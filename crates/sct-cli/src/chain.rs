//! # Supply-chain tree and score
//!
//! Both subcommands read a product snapshot as JSON: either a full
//! `ProductSnapshot` object (`{"product": .., "suppliers": [..], ..}`) or,
//! for `tree`, a bare array of suppliers.

use std::path::PathBuf;

use anyhow::Result;
use clap::Args;
use serde::{Deserialize, Serialize};

use sct_core::{ProductSnapshot, Supplier};
use sct_graph::{validate_hierarchy, SupplyChainGraphBuilder};
use sct_score::{ScoreInputs, TransparencyScore, TransparencyScorer};

use crate::{print_json, read_json};

/// Arguments for `sct tree`.
#[derive(Args, Debug)]
pub struct TreeArgs {
    /// Snapshot or supplier-array JSON (`-` for stdin).
    pub input: PathBuf,

    /// Also check hierarchy invariants; exit 1 on any violation.
    #[arg(long)]
    pub audit: bool,
}

/// Arguments for `sct score`.
#[derive(Args, Debug)]
pub struct ScoreArgs {
    /// Snapshot JSON (`-` for stdin).
    pub input: PathBuf,
}

#[derive(Deserialize)]
#[serde(untagged)]
enum SupplierInput {
    Suppliers(Vec<Supplier>),
    Snapshot(ProductSnapshot),
}

impl SupplierInput {
    fn into_suppliers(self) -> Vec<Supplier> {
        match self {
            Self::Suppliers(s) => s,
            Self::Snapshot(snap) => snap.suppliers,
        }
    }
}

#[derive(Serialize)]
#[serde(rename_all = "camelCase")]
struct ScoreReport {
    inputs: ScoreInputs,
    #[serde(flatten)]
    score: TransparencyScore,
}

pub fn run_tree(args: &TreeArgs) -> Result<u8> {
    let suppliers = read_json::<SupplierInput>(&args.input)?.into_suppliers();
    let forest = SupplyChainGraphBuilder::build(&suppliers);
    print_json(&forest)?;

    if args.audit {
        let violations = validate_hierarchy(&suppliers);
        for v in &violations {
            eprintln!("violation: {v}");
        }
        if !violations.is_empty() {
            return Ok(1);
        }
    }
    Ok(0)
}

pub fn run_score(args: &ScoreArgs) -> Result<u8> {
    let snapshot: ProductSnapshot = read_json(&args.input)?;
    let inputs = ScoreInputs::from_snapshot(&snapshot);
    let score = TransparencyScorer::score_inputs(&inputs);
    print_json(&ScoreReport { inputs, score })?;
    Ok(0)
}

#[cfg(test)]
mod tests {
    use super::*;
    use sct_core::{ProductId, SupplierId};

    fn write(dir: &tempfile::TempDir, name: &str, value: &impl Serialize) -> PathBuf {
        let path = dir.path().join(name);
        std::fs::write(&path, serde_json::to_vec(value).unwrap()).unwrap();
        path
    }

    #[test]
    fn supplier_input_accepts_array_and_snapshot() {
        let product = ProductId::new();
        let a = Supplier::new(product, "Mill", "mill@example.test", 1, None);
        let array: SupplierInput = serde_json::from_value(serde_json::json!([a.clone()])).unwrap();
        assert_eq!(array.into_suppliers().len(), 1);

        let snap = ProductSnapshot {
            suppliers: vec![a],
            ..Default::default()
        };
        let obj: SupplierInput = serde_json::from_value(serde_json::to_value(&snap).unwrap()).unwrap();
        assert_eq!(obj.into_suppliers().len(), 1);
    }

    #[test]
    fn tree_audit_fails_on_violations() {
        let dir = tempfile::tempdir().unwrap();
        let product = ProductId::new();
        let ok = Supplier::new(product, "Mill", "mill@example.test", 1, None);
        let path = write(&dir, "ok.json", &vec![ok.clone()]);
        assert_eq!(run_tree(&TreeArgs { input: path, audit: true }).unwrap(), 0);

        let orphan = Supplier::new(product, "Farm", "farm@example.test", 2, Some(SupplierId::new()));
        let path = write(&dir, "bad.json", &vec![ok, orphan]);
        assert_eq!(
            run_tree(&TreeArgs {
                input: path.clone(),
                audit: false
            })
            .unwrap(),
            0
        );
        assert_eq!(run_tree(&TreeArgs { input: path, audit: true }).unwrap(), 1);
    }

    #[test]
    fn score_reads_snapshot() {
        let dir = tempfile::tempdir().unwrap();
        let path = write(&dir, "snap.json", &ProductSnapshot::default());
        assert_eq!(run_score(&ScoreArgs { input: path }).unwrap(), 0);
    }
}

## Required action:
The response must restate every entry word for word.

## Response below:
filename crates/sct-cli/src/chain.rs
//! # Supply-chain tree and score
//!
//! Both subcommands read a product snapshot as JSON: either a full
//! `ProductSnapshot` object (`{"product": .., "suppliers": [..], ..}`) or,
//! for `tree`, a bare array of suppliers.

use std::path::PathBuf;

use anyhow::Result;
use clap::Args;
use serde::{Deserialize, Serialize};

use sct_core::{ProductSnapshot, Supplier};
use sct_graph::{validate_hierarchy, SupplyChainGraphBuilder};
use sct_score::{ScoreInputs, TransparencyScore, TransparencyScorer};

use crate::{print_json, read_json};

/// Arguments for `sct tree`.
#[derive(Args, Debug)]
pub struct TreeArgs {
    /// Snapshot or supplier-array JSON (`-` for stdin).
    pub input: PathBuf,

    /// Also check hierarchy invariants; exit 1 on any violation.
    #[arg(long)]
    pub audit: bool,
}

/// Arguments for `sct score`.
#[derive(Args, Debug)]
pub struct ScoreArgs {
    /// Snapshot JSON (`-` for stdin).
    pub input: PathBuf,
}

#[derive(Deserialize)]
#[serde(untagged)]
enum SupplierInput {
    Suppliers(Vec<Supplier>),
    Snapshot(ProductSnapshot),
}

impl SupplierInput {
    fn into_suppliers(self) -> Vec<Supplier> {
        match self {
            Self::Suppliers(s) => s,
            Self::Snapshot(snap) => snap.suppliers,
        }
    }
}

#[derive(Serialize)]
#[serde(rename_all = "camelCase")]
struct ScoreReport {
    inputs: ScoreInputs,
    #[serde(flatten)]
    score: TransparencyScore,
}

pub fn run_tree(args: &TreeArgs) -> Result<u8> {
    let suppliers = read_json::<SupplierInput>(&args.input)?.into_suppliers();
    let forest = SupplyChainGraphBuilder::build(&suppliers);
    print_json(&forest)?;

    if args.audit {
        let violations = validate_hierarchy(&suppliers);
        for v in &violations {
            eprintln!("violation: {v}");
        }
        if !violations.is_empty() {
            return Ok(1);
        }
    }
    Ok(0)
}

pub fn run_score(args: &ScoreArgs) -> Result<u8> {
    let snapshot: ProductSnapshot = read_json(&args.input)?;
    let inputs = ScoreInputs::from_snapshot(&snapshot);
    let score = TransparencyScorer::score_inputs(&inputs);
    print_json(&ScoreReport { inputs, score })?;
    Ok(0)
}

#[cfg(test)]
mod tests {
    use super::*;
    use sct_core::{ProductId, SupplierId};

    fn write(dir: &tempfile::TempDir, name: &str, value: &impl Serialize) -> PathBuf {
        let path = dir.path().join(name);
        std::fs::write(&path, serde_json::to_vec(value).unwrap()).unwrap();
        path
    }

    #[test]
    fn supplier_input_accepts_array_and_snapshot() {
        let product = ProductId::new();
        let a = Supplier::new(product, "Mill", "mill@example.test", 1, None);
        let array: SupplierInput = serde_json::from_value(serde_json::json!([a.clone()])).unwrap();
        assert_eq!(array.into_suppliers().len(), 1);

        let snap = ProductSnapshot {
            suppliers: vec![a],
            ..Default::default()
        };
        let obj: SupplierInput = serde_json::from_value(serde_json::to_value(&snap).unwrap()).unwrap();
        assert_eq!(obj.into_suppliers().len(), 1);
    }

    #[test]
    fn tree_audit_fails_on_violations() {
        let dir = tempfile::tempdir().unwrap();
        let product = ProductId::new();
        let ok = Supplier::new(product, "Mill", "mill@example.test", 1, None);
        let path = write(&dir, "ok.json", &vec![ok.clone()]);
        assert_eq!(run_tree(&TreeArgs { input: path, audit: true }).unwrap(), 0);

        let orphan = Supplier::new(product, "Farm", "farm@example.test", 2, Some(SupplierId::new()));
        let path = write(&dir, "bad.json", &vec![ok, orphan]);
        assert_eq!(
            run_tree(&TreeArgs {
                input: path.clone(),
                audit: false
            })
            .unwrap(),
            0
        );
        assert_eq!(run_tree(&TreeArgs { input: path, audit: true }).unwrap(), 1);
    }

    #[test]
    fn score_reads_snapshot() {
        let dir = tempfile::tempdir().unwrap();
        let path = write(&dir, "snap.json", &ProductSnapshot::default());
        assert_eq!(run_score(&ScoreArgs { input: path }).unwrap(), 0);
    }
}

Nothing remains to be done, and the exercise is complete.